▸ EXERCISE AIM
Among the records, find the lines that hold the string "first" and return them.
(Beginning of GIVEN DATA)
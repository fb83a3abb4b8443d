//! The ten-column test case table.
//!
//! Rendering is a pure function of the requirement records, test cases and
//! configuration: rendering the same input twice yields byte-identical
//! output in every encoding.
//!
//! A table can be narrowed to one testing level with [`Table::for_level`].
//! When the configuration carries [`TestingDetails`], the markdown and JSON
//! encodings print them ahead of the rows; CSV and TSV hold rows only.

use std::collections::HashMap;

use borsh::BorshSerialize;
use serde::Serialize;
use sha2::{Digest, Sha256};
use tracing::instrument;

use crate::domain::{
    Config, Labelled, RequirementRecord, TestCase, TestLevel, TestingDetails,
};

/// The column headers, in output order.
pub const HEADER: [&str; 10] = [
    "Requirement ID",
    "Test Case ID",
    "Priority",
    "Objective",
    "Precondition",
    "Steps",
    "Inputs",
    "Test Case Design Methodology",
    "Dependent Test Cases",
    "Expected Outcome",
];

/// One rendered test case.
#[derive(Debug, Clone, PartialEq, Eq, Serialize, BorshSerialize)]
pub struct Row {
    /// Requirement ID.
    #[serde(rename = "Requirement ID")]
    pub requirement: String,
    /// Test Case ID.
    #[serde(rename = "Test Case ID")]
    pub test_case: String,
    /// Priority.
    #[serde(rename = "Priority")]
    pub priority: String,
    /// Objective.
    #[serde(rename = "Objective")]
    pub objective: String,
    /// Precondition.
    #[serde(rename = "Precondition")]
    pub precondition: String,
    /// Numbered steps, one per line.
    #[serde(rename = "Steps")]
    pub steps: String,
    /// Inputs.
    #[serde(rename = "Inputs")]
    pub inputs: String,
    /// Test case design methodology.
    #[serde(rename = "Test Case Design Methodology")]
    pub methodology: String,
    /// Comma separated dependencies, or the none marker.
    #[serde(rename = "Dependent Test Cases")]
    pub dependencies: String,
    /// Expected outcome.
    #[serde(rename = "Expected Outcome")]
    pub expected_outcome: String,
}

impl Row {
    fn new(case: &TestCase, config: &Config) -> Self {
        let digits = config.digits();

        let steps = case
            .steps()
            .iter()
            .enumerate()
            .map(|(i, step)| format!("{}. {step}", i + 1))
            .collect::<Vec<_>>()
            .join("\n");

        let dependencies = if case.dependencies().is_empty() {
            config.none_marker.clone()
        } else {
            case.dependencies()
                .iter()
                .map(|id| id.display(digits).to_string())
                .collect::<Vec<_>>()
                .join(", ")
        };

        Self {
            requirement: case.requirement().to_string(),
            test_case: case.id().display(digits).to_string(),
            priority: case.priority().to_string(),
            objective: case.objective().to_string(),
            precondition: case.precondition().to_string(),
            steps,
            inputs: case.inputs().to_string(),
            methodology: case.methodology().to_string(),
            dependencies,
            expected_outcome: case.expected_outcome().to_string(),
        }
    }

    /// The cells of the row, in column order.
    #[must_use]
    pub fn cells(&self) -> [&str; 10] {
        [
            self.requirement.as_str(),
            self.test_case.as_str(),
            self.priority.as_str(),
            self.objective.as_str(),
            self.precondition.as_str(),
            self.steps.as_str(),
            self.inputs.as_str(),
            self.methodology.as_str(),
            self.dependencies.as_str(),
            self.expected_outcome.as_str(),
        ]
    }
}

/// An output encoding for a [`Table`].
#[derive(Debug, Clone, Copy, PartialEq, Eq, Default)]
pub enum Format {
    /// Comma separated values, quoted where needed.
    #[default]
    Csv,
    /// Tab separated values; tabs and line breaks inside cells are escaped.
    Tsv,
    /// A markdown pipe table.
    Markdown,
    /// A JSON array of objects keyed by column header, or an object with
    /// `testing_details` and `test_cases` when details are configured.
    Json,
}

/// The rendered test case table.
#[derive(Debug, Clone, PartialEq, Eq)]
pub struct Table {
    rows: Vec<Row>,
    /// The level of each row.
    levels: Vec<TestLevel>,
    details: TestingDetails,
}

impl Table {
    /// Renders the test cases in canonical order: by requirement in document
    /// order, then by level (unit, integration, validation), then by
    /// sequence number.
    #[must_use]
    #[instrument(level = "debug", skip_all, fields(cases = cases.len()))]
    pub fn render(records: &[RequirementRecord], cases: &[TestCase], config: &Config) -> Self {
        let position: HashMap<_, usize> = records
            .iter()
            .enumerate()
            .map(|(i, record)| (record.id(), i))
            .collect();

        let mut ordered: Vec<&TestCase> = cases.iter().collect();
        ordered.sort_by_key(|case| {
            (
                position
                    .get(case.requirement())
                    .copied()
                    .unwrap_or(usize::MAX),
                case.id(),
            )
        });

        Self {
            rows: ordered.iter().map(|case| Row::new(case, config)).collect(),
            levels: ordered.iter().map(|case| case.level()).collect(),
            details: config.testing_details.clone(),
        }
    }

    /// The rows of one testing level, in the same order.
    #[must_use]
    pub fn for_level(&self, level: TestLevel) -> Self {
        let (rows, levels): (Vec<Row>, Vec<TestLevel>) = self
            .rows
            .iter()
            .zip(&self.levels)
            .filter(|(_, row_level)| **row_level == level)
            .map(|(row, row_level)| (row.clone(), *row_level))
            .unzip();

        Self {
            rows,
            levels,
            details: self.details.clone(),
        }
    }

    /// The testing details printed ahead of the rows.
    #[must_use]
    pub const fn details(&self) -> &TestingDetails {
        &self.details
    }

    /// The rows, in output order.
    #[must_use]
    pub fn rows(&self) -> &[Row] {
        &self.rows
    }

    /// The number of rows.
    #[must_use]
    pub fn len(&self) -> usize {
        self.rows.len()
    }

    /// Whether the table has no rows.
    #[must_use]
    pub fn is_empty(&self) -> bool {
        self.rows.is_empty()
    }

    /// Encodes the table.
    #[must_use]
    pub fn encode(&self, format: Format) -> String {
        match format {
            Format::Csv => self.to_csv(),
            Format::Tsv => self.to_tsv(),
            Format::Markdown => self.to_markdown(),
            Format::Json => self.to_json(),
        }
    }

    /// Encodes the table as CSV, header first.
    #[must_use]
    pub fn to_csv(&self) -> String {
        self.delimited(',', csv_escape)
    }

    /// Encodes the table as TSV, header first.
    #[must_use]
    pub fn to_tsv(&self) -> String {
        self.delimited('\t', |value| {
            value
                .replace('\\', "\\\\")
                .replace('\t', "\\t")
                .replace('\n', "\\n")
                .replace('\r', "\\r")
        })
    }

    /// Encodes the table as a markdown pipe table, preceded by a two-column
    /// table of testing details if any are configured.
    #[must_use]
    pub fn to_markdown(&self) -> String {
        let line = |cells: [&str; 10]| {
            let cells: Vec<String> = cells
                .iter()
                .map(|cell| cell.replace('|', "\\|").replace('\n', "<br>"))
                .collect();
            format!("| {} |\n", cells.join(" | "))
        };

        let mut out = String::new();
        if !self.details.is_empty() {
            out.push_str("| Testing Details | |\n|---|---|\n");
            for (label, value) in self.details.entries() {
                out.push_str(&format!(
                    "| {label} | {} |\n",
                    value.replace('|', "\\|").replace('\n', "<br>")
                ));
            }
            out.push('\n');
        }

        out.push_str(&line(HEADER));
        out.push_str(&format!("|{}\n", "---|".repeat(HEADER.len())));
        for row in &self.rows {
            out.push_str(&line(row.cells()));
        }
        out
    }

    /// Encodes the table as pretty-printed JSON.
    ///
    /// Without testing details this is an array of rows. With details it is
    /// an object holding `testing_details` and `test_cases`.
    ///
    /// # Panics
    ///
    /// Panics if JSON serialization fails (which should never happen for
    /// rows of strings).
    #[must_use]
    pub fn to_json(&self) -> String {
        let encoded = if self.details.is_empty() {
            serde_json::to_string_pretty(&self.rows)
        } else {
            serde_json::to_string_pretty(&Sheet {
                testing_details: self.details.labelled(),
                test_cases: &self.rows,
            })
        };
        let mut json = encoded.expect("this must never fail");
        json.push('\n');
        json
    }

    /// A SHA256 fingerprint of the table content.
    ///
    /// The fingerprint is a hash of the Borsh-serialized rows, and changes
    /// whenever any cell changes. It does not depend on the output encoding.
    ///
    /// # Panics
    ///
    /// Panics if borsh serialization fails (which should never happen for
    /// this data structure).
    #[must_use]
    pub fn fingerprint(&self) -> String {
        // encode using [borsh](https://borsh.io/)
        let encoded = borsh::to_vec(&self.rows).expect("this should never fail");

        let hash = Sha256::digest(encoded);

        format!("{hash:x}")
    }

    fn delimited(&self, separator: char, escape: impl Fn(&str) -> String) -> String {
        let line = |cells: [&str; 10]| {
            let mut line = cells
                .iter()
                .map(|cell| escape(cell))
                .collect::<Vec<_>>()
                .join(&separator.to_string());
            line.push('\n');
            line
        };

        let mut out = line(HEADER);
        for row in &self.rows {
            out.push_str(&line(row.cells()));
        }
        out
    }
}

/// A table with its testing details, as encoded in JSON.
#[derive(Serialize)]
struct Sheet<'a> {
    testing_details: Labelled<'a>,
    test_cases: &'a [Row],
}

fn csv_escape(value: &str) -> String {
    if value.contains(',') || value.contains('"') || value.contains('\n') || value.contains('\r') {
        let escaped = value.replace('"', "\"\"");
        format!("\"{escaped}\"")
    } else {
        value.to_string()
    }
}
(End of GIVEN DATA)
▸ EXERCISE RESPONSE
    /// Encodes the table as CSV, header first.
    /// Encodes the table as TSV, header first.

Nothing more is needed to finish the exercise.